HTTP Structured Header fields are a draft specification being worked on by the IETF. They provide a set of data types and algorithms for handling HTTP header field values in a consistent way, allowing a single parser and serializer to handle a wide range of header field values. Working with HTTP header fields in the absence of Structured Header Fields often requires separate parsers and serialisers for each individual field, leading to a proliferation of parsers and serializers. Structured Header Fields address this head-on, defining a common base language for defining header fields going forward.

Doug Gregor updated the community regarding the revised actor proposal.

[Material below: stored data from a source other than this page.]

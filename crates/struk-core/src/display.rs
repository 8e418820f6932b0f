//! # Display Derivation
//!
//! The receipt shown on screen (and exported) is never stored: it is derived
//! on every read from the draft and the confirmed receipt.
//!
//! ## Precedence (per field, independently)
//! ```text
//! ┌──────────────┬──────────────────────────────┬──────────────────────────┐
//! │ Field        │ Confirmed receipt present    │ Otherwise                │
//! ├──────────────┼──────────────────────────────┼──────────────────────────┤
//! │ number       │ receipt.number               │ none ("DRAFT")           │
//! │ customer     │ receipt.customer ?? draft    │ draft.customer           │
//! │ notes        │ receipt.notes ?? draft       │ draft.notes              │
//! │ items        │ receipt.items                │ draft.items              │
//! │ total        │ receipt.total (service)      │ draft subtotal (local)   │
//! └──────────────┴──────────────────────────────┴──────────────────────────┘
//! ```

use crate::money::Money;
use crate::types::{pad_receipt_number, ConfirmedReceipt, Draft, LineItem};

/// Borrowed view of what the receipt region renders.
#[derive(Debug, Clone, Copy, PartialEq, Eq)]
pub struct DisplayState<'a> {
    pub number: Option<u64>,
    pub customer_name: Option<&'a str>,
    pub notes: Option<&'a str>,
    pub items: &'a [LineItem],
    pub total: Money,
}

impl<'a> DisplayState<'a> {
    /// Derives the display state from a draft and an optional receipt.
    pub fn derive(draft: &'a Draft, confirmed: Option<&'a ConfirmedReceipt>) -> Self {
        match confirmed {
            Some(receipt) => DisplayState {
                number: Some(receipt.number),
                customer_name: receipt
                    .customer_name
                    .as_deref()
                    .or(draft.customer_name.as_deref()),
                notes: receipt.notes.as_deref().or(draft.notes.as_deref()),
                items: &receipt.items,
                total: receipt.total,
            },
            None => DisplayState {
                number: None,
                customer_name: draft.customer_name.as_deref(),
                notes: draft.notes.as_deref(),
                items: &draft.items,
                total: draft.subtotal(),
            },
        }
    }

    /// Receipt number label: `0007` once issued, `DRAFT` before.
    pub fn number_label(&self) -> String {
        self.number
            .map(pad_receipt_number)
            .unwrap_or_else(|| "DRAFT".to_string())
    }
}

#[cfg(test)]
mod tests {
    use super::*;

    fn draft() -> Draft {
        Draft {
            customer_name: Some("Budi".to_string()),
            notes: Some("Lunas".to_string()),
            items: vec![LineItem::new("Produk A", 2, Money::from_rupiah(15_000))],
        }
    }

    #[test]
    fn test_draft_only() {
        let draft = draft();
        let view = DisplayState::derive(&draft, None);
        assert_eq!(view.number_label(), "DRAFT");
        assert_eq!(view.customer_name, Some("Budi"));
        assert_eq!(view.total, Money::from_rupiah(30_000));
        assert_eq!(view.items, draft.items.as_slice());
    }

    #[test]
    fn test_confirmed_wins_per_field() {
        let draft = draft();
        let receipt = ConfirmedReceipt {
            number: 7,
            customer_name: None,
            notes: Some("Dikirim".to_string()),
            items: vec![LineItem::new("Produk Z", 1, Money::from_rupiah(99_000))],
            total: Money::from_rupiah(1),
        };

        let view = DisplayState::derive(&draft, Some(&receipt));
        assert_eq!(view.number_label(), "0007");
        // Missing on the receipt: falls back to the draft
        assert_eq!(view.customer_name, Some("Budi"));
        assert_eq!(view.notes, Some("Dikirim"));
        assert_eq!(view.items, receipt.items.as_slice());
        // Service total is trusted even though it disagrees with the lines
        assert_eq!(view.total, Money::from_rupiah(1));
    }
}
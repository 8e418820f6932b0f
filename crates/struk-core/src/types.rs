//! # Domain Types
//!
//! Core domain types used throughout Struk.
//!
//! ## Type Hierarchy
//! ```text
//! ┌─────────────────────────────────────────────────────────────────────────┐
//! │                         Domain Types                                    │
//! │                                                                         │
//! │  ┌─────────────────┐   ┌─────────────────┐   ┌─────────────────────┐   │
//! │  │    LineItem     │   │      Draft      │   │  ConfirmedReceipt   │   │
//! │  │  ─────────────  │   │  ─────────────  │   │  ─────────────────  │   │
//! │  │  name           │   │  customer_name? │   │  number (service)   │   │
//! │  │  quantity ≥ 1   │   │  notes?         │   │  customer_name?     │   │
//! │  │  unit_price     │   │  items[]        │   │  notes?             │   │
//! │  └─────────────────┘   └─────────────────┘   │  items[]            │   │
//! │                                              │  total (service)    │   │
//! │  ┌─────────────────┐                         └─────────────────────┘   │
//! │  │     Phase       │                                                    │
//! │  │  Empty          │   Draft: local, mutable                            │
//! │  │  Editable       │   ConfirmedReceipt: issued by the receipt          │
//! │  │  Confirmed      │   service, immutable for the session               │
//! │  └─────────────────┘                                                    │
//! └─────────────────────────────────────────────────────────────────────────┘
//! ```

use serde::{Deserialize, Serialize};

use crate::money::Money;

// =============================================================================
// Line Item
// =============================================================================

/// A single purchased entry.
///
/// Immutable once added to a ledger; the only edit is removal.
#[derive(Debug, Clone, PartialEq, Eq, Serialize, Deserialize)]
pub struct LineItem {
    name: String,
    quantity: u32,
    unit_price: Money,
}

impl LineItem {
    /// Creates a line item from already validated fields.
    ///
    /// The ledger builds items through [`crate::ledger::Ledger::add_item`];
    /// this constructor is also used to decode items issued by the service,
    /// which are trusted as-is.
    pub fn new(name: impl Into<String>, quantity: u32, unit_price: Money) -> Self {
        LineItem {
            name: name.into(),
            quantity,
            unit_price,
        }
    }

    pub fn name(&self) -> &str {
        &self.name
    }

    pub fn quantity(&self) -> u32 {
        self.quantity
    }

    pub fn unit_price(&self) -> Money {
        self.unit_price
    }

    /// Calculates the line total (unit price × quantity).
    pub fn line_total(&self) -> Money {
        self.unit_price.multiply_quantity(self.quantity)
    }
}

// =============================================================================
// Draft
// =============================================================================

/// A locally held, unconfirmed receipt in progress.
#[derive(Debug, Clone, Default, PartialEq, Eq, Serialize, Deserialize)]
pub struct Draft {
    pub customer_name: Option<String>,
    pub notes: Option<String>,
    pub items: Vec<LineItem>,
}

impl Draft {
    /// Sum of line totals; zero for an empty draft.
    pub fn subtotal(&self) -> Money {
        self.items.iter().map(LineItem::line_total).sum()
    }

    pub fn is_empty(&self) -> bool {
        self.items.is_empty()
    }
}

// =============================================================================
// Confirmed Receipt
// =============================================================================

/// A numbered receipt issued by the receipt service.
///
/// ## Invariants
/// - `number` is positive (checked when decoding the service response)
/// - `total` is the service's figure, never recomputed locally
#[derive(Debug, Clone, PartialEq, Eq, Serialize, Deserialize)]
pub struct ConfirmedReceipt {
    pub number: u64,
    pub customer_name: Option<String>,
    pub notes: Option<String>,
    pub items: Vec<LineItem>,
    pub total: Money,
}

impl ConfirmedReceipt {
    /// Receipt number zero-padded to four digits (`7` → `0007`).
    pub fn padded_number(&self) -> String {
        pad_receipt_number(self.number)
    }
}

/// Zero-pads a receipt number to at least four digits.
pub fn pad_receipt_number(number: u64) -> String {
    format!("{number:04}")
}

// =============================================================================
// Phase
// =============================================================================

/// Where a ledger is in the draft lifecycle.
///
/// ```text
/// Empty ──add──► Editable ──submit ok──► Confirmed ──export──► Confirmed
///   ▲               │  ▲                     │
///   │               │  └──submit failed──────┘ (stays Editable)
///   └────reset──────┴────────reset───────────┘
/// ```
#[derive(Debug, Clone, Copy, PartialEq, Eq, Serialize, Deserialize)]
#[serde(rename_all = "snake_case")]
pub enum Phase {
    /// No items and no receipt.
    Empty,
    /// Draft has at least one item and no receipt yet.
    Editable,
    /// The service has issued a receipt.
    Confirmed,
}

impl std::fmt::Display for Phase {
    fn fmt(&self, f: &mut std::fmt::Formatter<'_>) -> std::fmt::Result {
        match self {
            Phase::Empty => write!(f, "empty"),
            Phase::Editable => write!(f, "editable"),
            Phase::Confirmed => write!(f, "confirmed"),
        }
    }
}

#[cfg(test)]
mod tests {
    use super::*;

    #[test]
    fn test_line_total() {
        let item = LineItem::new("Produk A", 2, Money::from_rupiah(15_000));
        assert_eq!(item.line_total(), Money::from_rupiah(30_000));
    }

    #[test]
    fn test_draft_subtotal() {
        let mut draft = Draft::default();
        assert_eq!(draft.subtotal(), Money::zero());

        draft.items.push(LineItem::new("A", 2, Money::from_rupiah(15_000)));
        draft.items.push(LineItem::new("B", 1, Money::from_rupiah(5_000)));
        assert_eq!(draft.subtotal(), Money::from_rupiah(35_000));
    }

    #[test]
    fn test_padded_number() {
        assert_eq!(pad_receipt_number(7), "0007");
        assert_eq!(pad_receipt_number(1234), "1234");
        assert_eq!(pad_receipt_number(123_456), "123456");
    }
}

  • Added a discussion of the tradeoffs with actor reentrancy, performance, and deadlocks, with various examples, and the addition of new attribute @reentrant(never) to disable reentrancy at the actor or function level.
  • Removed global actors; they will be part of a separate document.
  • Separated out the discussion of data races for reference types.
  • Allow asynchronous calls to synchronous actor methods from outside the actor.
  • Removed the Actor protocol; we’ll tackle customizing actors and executors in a separate proposal.
  • Clarify the role and behavior of actor-independence. *Add a section to “Alternatives Considered” that discusses actor inheritance.
  • Replace “actor class” with “actor”.

Kavon Farvardin shared a proposal that allows some properties to have effects specifiers (throws and async) added to them.

Nominal types such as classes, structs, and enums in Swift support computed properties, which are members of the type that invoke programmer-specified computations when getting or setting them; instead of being tied to storage like stored properties. The recently accepted proposal SE-0296 introduced asynchronous functions via async, in conjunction with await, but did not specify that computed properties can support effects like asynchrony. Furthermore, to take full advantage of async properties, the ability to specify that a property throws is also important. This document aims to partially fill in this gap by proposing a syntax and semantics for effectful read-only computed properties.

Daniel Duan pitched the idea of “bytes literals”.

I think Swift should have “bytes literals”, supported by the compiler, as well as the standard library. Both 'hello' and '\x68\x65\x6C\x6C\x6F' would be valid bytes literals, representing the same value.

What is a byte literal? They are similar to literals for strings/integers/bools. The standard library would provide similar treatment as for other literals. Specifically:

  • Byte - Signless 8-bit value, not an int but has bit-twiddling facilities
  • Bytes - Collection of bytes with continuous storage: random access, range replaceable, etc.
  • ExpressibleByBytesLiteral, BytesLiteralType

Rintaro Ishizaki pitched a feature that expands #if functionality to postfix member expressions. Aan update-version of this proposal will be kept here and implementation here.

Swift has conditional compilation block #if ... #endif which allows code to be conditionally compiled depending on the value of one or more compilation conditions. Currently, unlike #if in C family languages, the body of each clause must surround complete statements. However, in some cases, especially in result builder contexts, demand for applying #if to partial expressions has emerged. This proposal expands #if ... #endif to be able to surround postfix member expressions.

Michael Ilseman updated us about version 2 of the FilePath APIs.

FilePath appeared in System 0.0.1 with a minimal API. This proposal adds API for syntactic operations, which are performed on the structure of the path and thus do not consult with the file system or make any system calls. These include inspecting the structure of paths, modifying paths, and accessing individual components.

Additionally, this proposal greatly expands Windows support and enables writing platform-agnostic path manipulation code.

Nate Cook pitched an idea to rename the subranges(where:) and subranges(of:) methods, approved as part of SE-0270, to indices(where:) and indices(of:).

The two methods in questions will be renamed to indices(where:) and indices(of:). In addition to solving the problem described above, this brings these methods inline with their documentation, which describes the methods as returning the indices of the matching elements.